I am currently reviewing my game files for The Mayor of Sanctuary as I prepare a new folder and GB Studio file for the HIPPO game, and I wanted to share something with you guys that I find particularly interesting and impressive.

When developing for the Game Boy, there are a lot of limitations you run into that you must find creative solutions to overcome. Those limitations usually involve graphics and what can be shown on the screen at one time. One of those limitations is the amount of actors that can appear on the screen at any given time. The maximum number of actors on screen is ten. You also cannot have more than five in a horizontal row. When you exceed this limit, some of your actors will simply disappear. That's why when you play some platforming games, half of an enemy character will disappear for a split second if you are in line with them and other sprites on screen.

In my own game, there are only a few examples where I exceed this limit and it could cause this graphic glitch. The main one being at the daruma puzzle. You might notice half of a daruma disappear if you line them all up in a horizontal row and walk between them. Or if your hearts at the top of the screen cross paths with more than two actors (usually at the durumas also).

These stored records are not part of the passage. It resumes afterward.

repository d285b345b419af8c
//! Cache-aside store of user snapshots, keyed by user id, with an email → id index.
//!
//! Every ownership check reads through here, so this is the hot path of nearly
//! every authorized request. Persistence stays authoritative:
//!
//! - reads populate on miss and never cache "not found"
//! - writes to a user (or to one of its cards, which the snapshot embeds) run
//!   through `around_write`: evict, write, evict again. An eviction that fails
//!   before the write aborts it, so nothing is committed behind a stale entry
//! - the email index only stores an id; a hit is re-checked against the snapshot's
//!   email, so `invalidate(id)` alone is enough to make both lookups fresh
//! - a fill that overlaps an invalidation issued by this process is not left in
//!   the cache. The counter is process-local: across replicas sharing Valkey a
//!   racing fill is bounded by the TTL and by the second eviction of `around_write`
use std::sync::Arc;
use std::sync::atomic::{AtomicU64, Ordering};
use std::time::Duration;

use crate::error::AppError;
use crate::repos::user_repo::{UserRepo, UserRow};
use crate::services::cache::{CacheClient, CacheError, client::ttl_seconds};

const DEFAULT_PREFIX: &str = "identity:user";

#[derive(Clone)]
pub struct IdentityCache {
    cache: Arc<dyn CacheClient>,
    users: Arc<dyn UserRepo>,
    ttl: Duration,
    prefix: String,
    // Bumped on every invalidation; a fetch that saw it move does not populate.
    invalidations: Arc<AtomicU64>,
}

impl std::fmt::Debug for IdentityCache {
    fn fmt(&self, f: &mut std::fmt::Formatter<'_>) -> std::fmt::Result {
        f.debug_struct("IdentityCache")
            .field("backend", &self.cache.backend_name())
            .field("ttl", &self.ttl)
            .field("prefix", &self.prefix)
            .finish()
    }
}

impl IdentityCache {
    pub fn new(cache: Arc<dyn CacheClient>, users: Arc<dyn UserRepo>, ttl_secs: u64) -> Self {
        Self {
            cache,
            users,
            ttl: ttl_seconds(ttl_secs),
            prefix: DEFAULT_PREFIX.to_string(),
            invalidations: Arc::new(AtomicU64::new(0)),
        }
    }

    fn id_key(&self, id: i64) -> String {
        format!("{}:id:{}", self.prefix, id)
    }

    fn email_key(&self, email: &str) -> String {
        format!("{}:email:{}", self.prefix, email)
    }

    /// Snapshot of user `id`; `None` when persistence has no such user.
    pub async fn get(&self, id: i64) -> Result<Option<UserRow>, AppError> {
        if let Some(user) = self.read_snapshot(id).await {
            return Ok(Some(user));
        }

        let seen = self.invalidations.load(Ordering::SeqCst);
        let user = self.users.find_by_id(id).await?;

        if let Some(user) = &user {
            self.populate(user, seen).await;
        }

        Ok(user)
    }

    /// Snapshot of the user owning `email`; used to map a principal to its id.
    pub async fn get_by_email(&self, email: &str) -> Result<Option<UserRow>, AppError> {
        let email_key = self.email_key(email);

        if let Some(id) = self.read_index(&email_key).await {
            match self.get(id).await? {
                Some(user) if user.email == email => return Ok(Some(user)),
                _ => {
                    // The user moved to another email or is gone.
                    tracing::debug!(user_id = id, "stale email index entry");
                    if let Err(err) = self.cache.del(&email_key).await {
                        tracing::warn!(error = %err, "identity cache index eviction failed");
                    }
                }
            }
        }

        let seen = self.invalidations.load(Ordering::SeqCst);
        let user = self.users.find_by_email(email).await?;

        if let Some(user) = &user {
            self.populate(user, seen).await;
        }

        Ok(user)
    }

    /// Store a snapshot unconditionally (id entry and email index).
    pub async fn put(&self, user: &UserRow) -> Result<(), AppError> {
        self.write_snapshot(user).await.map_err(AppError::from)
    }

    /// Evict user `id`. A backend failure is returned, never swallowed.
    pub async fn invalidate(&self, id: i64) -> Result<(), AppError> {
        self.invalidations.fetch_add(1, Ordering::SeqCst);

        self.cache.del(&self.id_key(id)).await.map_err(|err| {
            tracing::error!(user_id = id, error = %err, "identity cache invalidation failed");
            AppError::from(err)
        })?;

        tracing::debug!(user_id = id, "identity cache entry invalidated");
        Ok(())
    }

    /// Run `write` against the users in `ids`, evicting them before and after.
    pub async fn around_write<T, F>(&self, ids: &[i64], write: F) -> Result<T, AppError>
    where
        F: Future<Output = Result<T, AppError>>,
    {
        for id in ids {
            self.invalidate(*id).await?;
        }

        let out = write.await?;

        // Drops snapshots refilled from pre-write rows while the write ran.
        for id in ids {
            self.invalidate(*id).await?;
        }
        Ok(out)
    }

    async fn populate(&self, user: &UserRow, seen: u64) {
        if self.invalidations.load(Ordering::SeqCst) != seen {
            tracing::debug!(user_id = user.id, "skipping cache fill after concurrent write");
            return;
        }
        if let Err(err) = self.write_snapshot(user).await {
            tracing::warn!(user_id = user.id, error = %err, "identity cache fill failed");
            return;
        }

        // An invalidation may have landed while the set was in flight.
        if self.invalidations.load(Ordering::SeqCst) != seen {
            tracing::debug!(user_id = user.id, "evicting fill overtaken by a concurrent write");
            if let Err(err) = self.cache.del(&self.id_key(user.id)).await {
                tracing::warn!(user_id = user.id, error = %err, "identity cache eviction failed");
            }
        }
    }

    async fn write_snapshot(&self, user: &UserRow) -> Result<(), CacheError> {
        let json =
            serde_json::to_string(user).map_err(|e| CacheError::InvalidValue(e.to_string()))?;

        self.cache
            .set_with_ttl(&self.id_key(user.id), &json, self.ttl)
            .await?;
        self.cache
            .set_with_ttl(&self.email_key(&user.email), &user.id.to_string(), self.ttl)
            .await
    }

    // Backend failures and undecodable entries count as misses.
    async fn read_snapshot(&self, id: i64) -> Option<UserRow> {
        let key = self.id_key(id);
        let raw = match self.cache.get_string(&key).await {
            Ok(raw) => raw?,
            Err(err) => {
                tracing::warn!(error = %err, "identity cache read failed, using persistence");
                return None;
            }
        };

        match serde_json::from_str::<UserRow>(&raw) {
            Ok(user) => Some(user),
            Err(err) => {
                tracing::warn!(user_id = id, error = %err, "dropping undecodable cache entry");
                let _ = self.cache.del(&key).await;
                None
            }
        }
    }

    async fn read_index(&self, email_key: &str) -> Option<i64> {
        match self.cache.get_string(email_key).await {
            Ok(raw) => raw?.parse().ok(),
            Err(err) => {
                tracing::warn!(error = %err, "identity cache read failed, using persistence");
                None
            }
        }
    }
}
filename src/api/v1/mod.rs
/*
 * Responsibility
 * - v1 の公開ポイント (routes() の re-export など)
 */
pub mod dto;
pub mod extractors;
pub mod handlers;
mod routes;

pub use routes::routes;
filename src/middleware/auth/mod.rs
pub mod context;
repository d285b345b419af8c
/*
 * Responsibility
 * - Card use-cases on top of CardRepo
 * - The owning user must exist before a card is attached to it
 * - User snapshots embed their cards, so every card write runs inside
 *   IdentityCache::around_write for the owner(s)
 */
use std::sync::Arc;

use crate::error::AppError;
use crate::repos::card_repo::{CardFields, CardRepo, CardRow};
use crate::services::identity_cache::IdentityCache;

#[derive(Clone)]
pub struct CardService {
    cards: Arc<dyn CardRepo>,
    identities: IdentityCache,
}

fn card_not_found(id: i64) -> AppError {
    AppError::not_found(format!("Card Info with id {id} not found!"))
}

fn user_not_found(id: i64) -> AppError {
    AppError::not_found(format!("User with id {id} not found!"))
}

impl CardService {
    pub fn new(cards: Arc<dyn CardRepo>, identities: IdentityCache) -> Self {
        Self { cards, identities }
    }

    pub async fn list(&self) -> Result<Vec<CardRow>, AppError> {
        Ok(self.cards.find_all().await?)
    }

    pub async fn get_by_id(&self, id: i64) -> Result<CardRow, AppError> {
        self.cards
            .find_by_id(id)
            .await?
            .ok_or_else(|| card_not_found(id))
    }

    pub async fn get_by_ids(&self, ids: &[i64]) -> Result<Vec<CardRow>, AppError> {
        Ok(self.cards.find_by_ids(ids).await?)
    }

    pub async fn list_by_user(&self, user_id: i64) -> Result<Vec<CardRow>, AppError> {
        self.require_user(user_id).await?;
        Ok(self.cards.find_by_user_id(user_id).await?)
    }

    /// Attach a new card to `user_id`.
    pub async fn add_to_user(&self, user_id: i64, fields: &CardFields) -> Result<CardRow, AppError> {
        self.require_user(user_id).await?;

        let row = self
            .identities
            .around_write(&[user_id], async {
                self.cards.insert(user_id, fields).await.map_err(AppError::from)
            })
            .await?;

        tracing::info!(card_id = row.id, user_id, "card created");
        Ok(row)
    }

    /// Update a card, possibly moving it to another user.
    pub async fn update(
        &self,
        id: i64,
        user_id: i64,
        fields: &CardFields,
    ) -> Result<CardRow, AppError> {
        let current = self.get_by_id(id).await?;
        self.require_user(user_id).await?;

        let both = [current.user_id, user_id];
        let owners = if current.user_id == user_id {
            &both[..1]
        } else {
            &both[..]
        };
        let row = self
            .identities
            .around_write(owners, async {
                self.cards.update(id, user_id, fields).await.map_err(AppError::from)
            })
            .await?;

        let row = row.ok_or_else(|| card_not_found(id))?;
        tracing::info!(card_id = id, user_id, "card updated");
        Ok(row)
    }

    pub async fn delete(&self, id: i64) -> Result<(), AppError> {
        let current = self.get_by_id(id).await?;

        let deleted = self
            .identities
            .around_write(&[current.user_id], async {
                self.cards.delete_by_id(id).await.map_err(AppError::from)
            })
            .await?;

        if !deleted {
            return Err(card_not_found(id));
        }
        tracing::info!(card_id = id, "card deleted");
        Ok(())
    }

    async fn require_user(&self, user_id: i64) -> Result<(), AppError> {
        match self.identities.get(user_id).await? {
            Some(_) => Ok(()),
            None => Err(user_not_found(user_id)),
        }
    }
}

#[cfg(test)]
mod tests {
    use super::*;
    use crate::repos::memory::MemoryStore;
    use crate::repos::user_repo::UserRepo;
    use crate::services::cache::MemoryCacheClient;
    use crate::test_support::{FlakyCache, card_fields, user_fields};
    use std::sync::atomic::Ordering;

    struct Fixture {
        store: Arc<MemoryStore>,
        identities: IdentityCache,
        cards: CardService,
    }

    fn fixture() -> Fixture {
        let store = Arc::new(MemoryStore::new());
        let identities =
            IdentityCache::new(Arc::new(MemoryCacheClient::new()), store.clone(), 600);
        let cards = CardService::new(store.clone(), identities.clone());
        Fixture {
            store,
            identities,
            cards,
        }
    }

    #[tokio::test]
    async fn adding_a_card_refreshes_the_owner_snapshot() {
        let f = fixture();
        let user = UserRepo::insert(f.store.as_ref(), &user_fields("a@x.com")).await.unwrap();
        assert!(f.identities.get(user.id).await.unwrap().unwrap().cards.is_empty());

        let card = f.cards.add_to_user(user.id, &card_fields()).await.unwrap();

        let snapshot = f.identities.get(user.id).await.unwrap().unwrap();
        assert_eq!(snapshot.cards, vec![card]);
    }

    #[tokio::test]
    async fn moving_a_card_refreshes_both_owners() {
        let f = fixture();
        let a = UserRepo::insert(f.store.as_ref(), &user_fields("a@x.com")).await.unwrap();
        let b = UserRepo::insert(f.store.as_ref(), &user_fields("b@x.com")).await.unwrap();
        let card = f.cards.add_to_user(a.id, &card_fields()).await.unwrap();

        f.identities.get(a.id).await.unwrap();
        f.identities.get(b.id).await.unwrap();
        f.cards.update(card.id, b.id, &card_fields()).await.unwrap();

        assert!(f.identities.get(a.id).await.unwrap().unwrap().cards.is_empty());
        assert_eq!(f.identities.get(b.id).await.unwrap().unwrap().cards.len(), 1);
    }

    #[tokio::test]
    async fn unknown_user_or_card_is_not_found() {
        let f = fixture();
        assert!(matches!(
            f.cards.add_to_user(42, &card_fields()).await,
            Err(AppError::NotFound(msg)) if msg == "User with id 42 not found!"
        ));
        assert!(matches!(
            f.cards.delete(42).await,
            Err(AppError::NotFound(msg)) if msg == "Card Info with id 42 not found!"
        ));
        assert!(matches!(f.cards.list_by_user(42).await, Err(AppError::NotFound(_))));
    }

    #[tokio::test]
    async fn deleting_a_user_takes_its_cards() {
        let f = fixture();
        let user = UserRepo::insert(f.store.as_ref(), &user_fields("a@x.com")).await.unwrap();
        let card = f.cards.add_to_user(user.id, &card_fields()).await.unwrap();

        UserRepo::delete_by_id(f.store.as_ref(), user.id).await.unwrap();

        assert!(matches!(f.cards.get_by_id(card.id).await, Err(AppError::NotFound(_))));
    }

    #[tokio::test]
    async fn failed_eviction_adds_no_card() {
        let store = Arc::new(MemoryStore::new());
        let cache = Arc::new(FlakyCache::new());
        let identities = IdentityCache::new(cache.clone(), store.clone(), 600);
        let cards = CardService::new(store.clone(), identities);
        let user = UserRepo::insert(store.as_ref(), &user_fields("a@x.com")).await.unwrap();

        cache.fail_deletes.store(true, Ordering::SeqCst);
        assert!(matches!(
            cards.add_to_user(user.id, &card_fields()).await,
            Err(AppError::Unclassified(_))
        ));
        assert!(CardRepo::find_by_user_id(store.as_ref(), user.id).await.unwrap().is_empty());
    }
}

But I definitely ran into problems with too many actors/sprites in the pause menus. For example, my game has fifteen collectibles you can discover during your time in Sanctuary. So how do you create a menu that displays all fifteen items on one screen? You really can't. At least, not in any straight forward manor. It is not as simple as making all of them a part of the background, because you still need a way to hide/show the items based on which ones you have collected in the game. And also important to mention that my game was developed on GB Studio 2, where background tile replacement wasn't an option either. So how did I do it? Math.

Now, I'm not saying this is the only solution. There might actually be a much simpler way to do this that I did not think of. But my way of presenting over ten actors on screen at one time was to fake it... sort of. We know I can show ten actors on screen. My selector (the blinking box) being one, and then nine more of the collectibles. So that leaves six more options that are either hidden or available. That is 64 possible combinations - 2 (on or off) to the 6th power (six items). So I literally made all 64 possible combinations of collectibles that the player has in their inventory, and made a smart math function that knows where to jump in this giant collectibles map. And throw in the added complication of the new checkboxes I added to show the three items that have status effects. Jeez.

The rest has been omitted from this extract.